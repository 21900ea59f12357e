//! Shared models and types for smoke_hub
//!
//! This module contains types shared across multiple modules
//! to avoid circular dependencies.

use crate::error::{Error, Result};
use chrono::{DateTime, NaiveDateTime, NaiveTime, TimeZone, Utc};
use serde::{Deserialize, Serialize};
use std::fmt;
use std::net::Ipv4Addr;
use std::path::{Path, PathBuf};
use std::time::Duration;

/// Standard API response wrapper
#[derive(Debug, Clone, Serialize, Deserialize)]
pub struct ApiResponse<T> {
    pub ok: bool,
    #[serde(skip_serializing_if = "Option::is_none")]
    pub data: Option<T>,
    #[serde(skip_serializing_if = "Option::is_none")]
    pub error: Option<String>,
}

impl<T> ApiResponse<T> {
    pub fn success(data: T) -> Self {
        Self {
            ok: true,
            data: Some(data),
            error: None,
        }
    }

    pub fn error(msg: impl Into<String>) -> Self {
        Self {
            ok: false,
            data: None,
            error: Some(msg.into()),
        }
    }
}

/// Camera identity.
///
/// Always an IPv4 address. Canonical form is dotted (`10.0.0.5`); the
/// underscore form used in filenames (`10_0_0_5`) is accepted and normalized.
#[derive(Debug, Clone, PartialEq, Eq, Hash, PartialOrd, Ord, Serialize, Deserialize)]
#[serde(try_from = "String", into = "String")]
pub struct CameraId(String);

impl CameraId {
    pub fn parse(raw: &str) -> Result<Self> {
        let raw = raw.trim();
        if raw.is_empty() {
            return Err(Error::Validation("camera id is empty".to_string()));
        }

        // The id ends up as a file stem, so only IPv4 addresses pass
        let dotted = if raw.contains('.') {
            raw.to_string()
        } else {
            raw.replace('_', ".")
        };
        let addr: Ipv4Addr = dotted
            .parse()
            .map_err(|_| Error::Validation(format!("invalid camera id: {raw}")))?;

        Ok(Self(addr.to_string()))
    }

    pub fn as_str(&self) -> &str {
        &self.0
    }

    /// Form used in file and directory names
    pub fn file_stem(&self) -> String {
        self.0.replace('.', "_")
    }
}

impl fmt::Display for CameraId {
    fn fmt(&self, f: &mut fmt::Formatter<'_>) -> fmt::Result {
        f.write_str(&self.0)
    }
}

impl TryFrom<String> for CameraId {
    type Error = Error;

    fn try_from(value: String) -> Result<Self> {
        Self::parse(&value)
    }
}

impl From<CameraId> for String {
    fn from(id: CameraId) -> Self {
        id.0
    }
}

/// Detection box in source-image pixel coordinates
#[derive(Debug, Clone, Copy, PartialEq, Serialize, Deserialize)]
pub struct BoundingBox {
    pub x1: f32,
    pub y1: f32,
    pub x2: f32,
    pub y2: f32,
    pub score: f32,
}

impl BoundingBox {
    /// Integer pixel rectangle `(x, y, w, h)` clamped to the image.
    ///
    /// Returns `None` when the clamped box has no area.
    pub fn pixel_rect(&self, width: u32, height: u32) -> Option<(u32, u32, u32, u32)> {
        let clamp = |v: f32, max: u32| -> u32 { v.max(0.0).min(max as f32) as u32 };
        let x1 = clamp(self.x1.min(self.x2), width);
        let x2 = clamp(self.x1.max(self.x2), width);
        let y1 = clamp(self.y1.min(self.y2), height);
        let y2 = clamp(self.y1.max(self.y2), height);

        if x2 <= x1 || y2 <= y1 {
            return None;
        }
        Some((x1, y1, x2 - x1, y2 - y1))
    }
}

/// Request to zoom on a detection, carried by a sample
#[derive(Debug, Clone, Copy, PartialEq, Eq, Serialize, Deserialize)]
pub struct ActuationMarker {
    /// How long to hold the zoomed view
    pub hold_minutes: u32,
}

impl ActuationMarker {
    pub fn hold(&self) -> Duration {
        Duration::from_secs(u64::from(self.hold_minutes) * 60)
    }
}

const LEGACY_TIMESTAMP_FORMAT: &str = "%Y_%m_%d_%H_%M_%S";

/// A sampled frame waiting for grouping
#[derive(Debug, Clone, PartialEq, Serialize, Deserialize)]
pub struct SampleEnvelope {
    pub camera: CameraId,
    pub path: PathBuf,
    pub captured_at: DateTime<Utc>,
    pub actuation: Option<ActuationMarker>,
}

impl SampleEnvelope {
    pub fn new(camera: CameraId, path: PathBuf, captured_at: DateTime<Utc>) -> Self {
        Self {
            camera,
            path,
            captured_at,
            actuation: None,
        }
    }

    pub fn with_actuation(mut self, marker: Option<ActuationMarker>) -> Self {
        self.actuation = marker;
        self
    }

    /// Filename used when the sample travels without metadata:
    /// `10_0_0_5_2024_05_01_09_30_00[_focus5min].jpg`
    pub fn legacy_file_name(
        camera: &CameraId,
        captured_local: &NaiveDateTime,
        actuation: Option<ActuationMarker>,
    ) -> String {
        let mut name = format!(
            "{}_{}",
            camera.file_stem(),
            captured_local.format(LEGACY_TIMESTAMP_FORMAT)
        );
        if let Some(marker) = actuation {
            name.push_str(&format!("_focus{}min", marker.hold_minutes));
        }
        name.push_str(".jpg");
        name
    }

    /// Recover an envelope from a legacy filename.
    ///
    /// The first four `_` separated parts are the camera. The capture time is
    /// taken from the name when it parses (interpreted in `tz`), otherwise
    /// `fallback` is used. A `_focus{N}min` part becomes the actuation marker.
    pub fn from_legacy_path<Tz: TimeZone>(
        path: &Path,
        tz: &Tz,
        fallback: DateTime<Utc>,
    ) -> Result<Self> {
        let stem = path
            .file_stem()
            .and_then(|s| s.to_str())
            .ok_or_else(|| Error::Validation(format!("unreadable file name: {}", path.display())))?;

        let parts: Vec<&str> = stem.split('_').collect();
        if parts.len() < 4 {
            return Err(Error::Validation(format!(
                "file name carries no camera identity: {stem}"
            )));
        }
        let camera = CameraId::parse(&parts[..4].join("_"))?;

        let mut actuation = None;
        let mut time_parts = Vec::new();
        for part in &parts[4..] {
            if let Some(minutes) = part
                .strip_prefix("focus")
                .and_then(|p| p.strip_suffix("min"))
                .and_then(|n| n.parse::<u32>().ok())
            {
                actuation = Some(ActuationMarker {
                    hold_minutes: minutes,
                });
            } else {
                time_parts.push(*part);
            }
        }

        let captured_at = NaiveDateTime::parse_from_str(&time_parts.join("_"), LEGACY_TIMESTAMP_FORMAT)
            .ok()
            .and_then(|naive| tz.from_local_datetime(&naive).earliest())
            .map(|local| local.with_timezone(&Utc))
            .unwrap_or(fallback);

        Ok(Self {
            camera,
            path: path.to_path_buf(),
            captured_at,
            actuation,
        })
    }
}

/// Daily time-of-day window, `[start, end)`, wrapping past midnight
/// when `end < start`.
#[derive(Debug, Clone, Copy, PartialEq, Eq, Serialize, Deserialize)]
#[serde(try_from = "WindowSpec", into = "WindowSpec")]
pub struct DailyWindow {
    pub start: NaiveTime,
    pub end: NaiveTime,
}

impl DailyWindow {
    pub fn new(start: NaiveTime, end: NaiveTime) -> Self {
        Self { start, end }
    }

    /// Window from whole hours, e.g. `hours(7, 19)`
    pub fn hours(start: u32, end: u32) -> Self {
        Self {
            start: NaiveTime::from_hms_opt(start % 24, 0, 0).unwrap_or_default(),
            end: NaiveTime::from_hms_opt(end % 24, 0, 0).unwrap_or_default(),
        }
    }

    pub fn contains(&self, t: NaiveTime) -> bool {
        if self.start <= self.end {
            t >= self.start && t < self.end
        } else {
            t >= self.start || t < self.end
        }
    }
}

#[derive(Debug, Clone, Serialize, Deserialize)]
struct WindowSpec {
    start: String,
    end: String,
}

impl TryFrom<WindowSpec> for DailyWindow {
    type Error = Error;

    fn try_from(spec: WindowSpec) -> Result<Self> {
        let parse = |s: &str| {
            NaiveTime::parse_from_str(s, "%H:%M")
                .or_else(|_| NaiveTime::parse_from_str(s, "%H:%M:%S"))
                .map_err(|_| Error::Config(format!("invalid time of day: {s}")))
        };
        Ok(Self {
            start: parse(&spec.start)?,
            end: parse(&spec.end)?,
        })
    }
}

impl From<DailyWindow> for WindowSpec {
    fn from(w: DailyWindow) -> Self {
        Self {
            start: w.start.format("%H:%M").to_string(),
            end: w.end.format("%H:%M").to_string(),
        }
    }
}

────────────────────

When you come to the line containing "Always an IPv4", give it and stop; before that, repeat each line of the material exactly from the first one.

• [SOLUTION TO THIS TASK]:
repository 21900ea59f12357e
//! Shared models and types for smoke_hub
//!
//! This module contains types shared across multiple modules
//! to avoid circular dependencies.

use crate::error::{Error, Result};
use chrono::{DateTime, NaiveDateTime, NaiveTime, TimeZone, Utc};
use serde::{Deserialize, Serialize};
use std::fmt;
use std::net::Ipv4Addr;
use std::path::{Path, PathBuf};
use std::time::Duration;

/// Standard API response wrapper
#[derive(Debug, Clone, Serialize, Deserialize)]
pub struct ApiResponse<T> {
    pub ok: bool,
    #[serde(skip_serializing_if = "Option::is_none")]
    pub data: Option<T>,
    #[serde(skip_serializing_if = "Option::is_none")]
    pub error: Option<String>,
}

impl<T> ApiResponse<T> {
    pub fn success(data: T) -> Self {
        Self {
            ok: true,
            data: Some(data),
            error: None,
        }
    }

    pub fn error(msg: impl Into<String>) -> Self {
        Self {
            ok: false,
            data: None,
            error: Some(msg.into()),
        }
    }
}

/// Camera identity.
///
/// Always an IPv4 address. Canonical form is dotted (`10.0.0.5`); the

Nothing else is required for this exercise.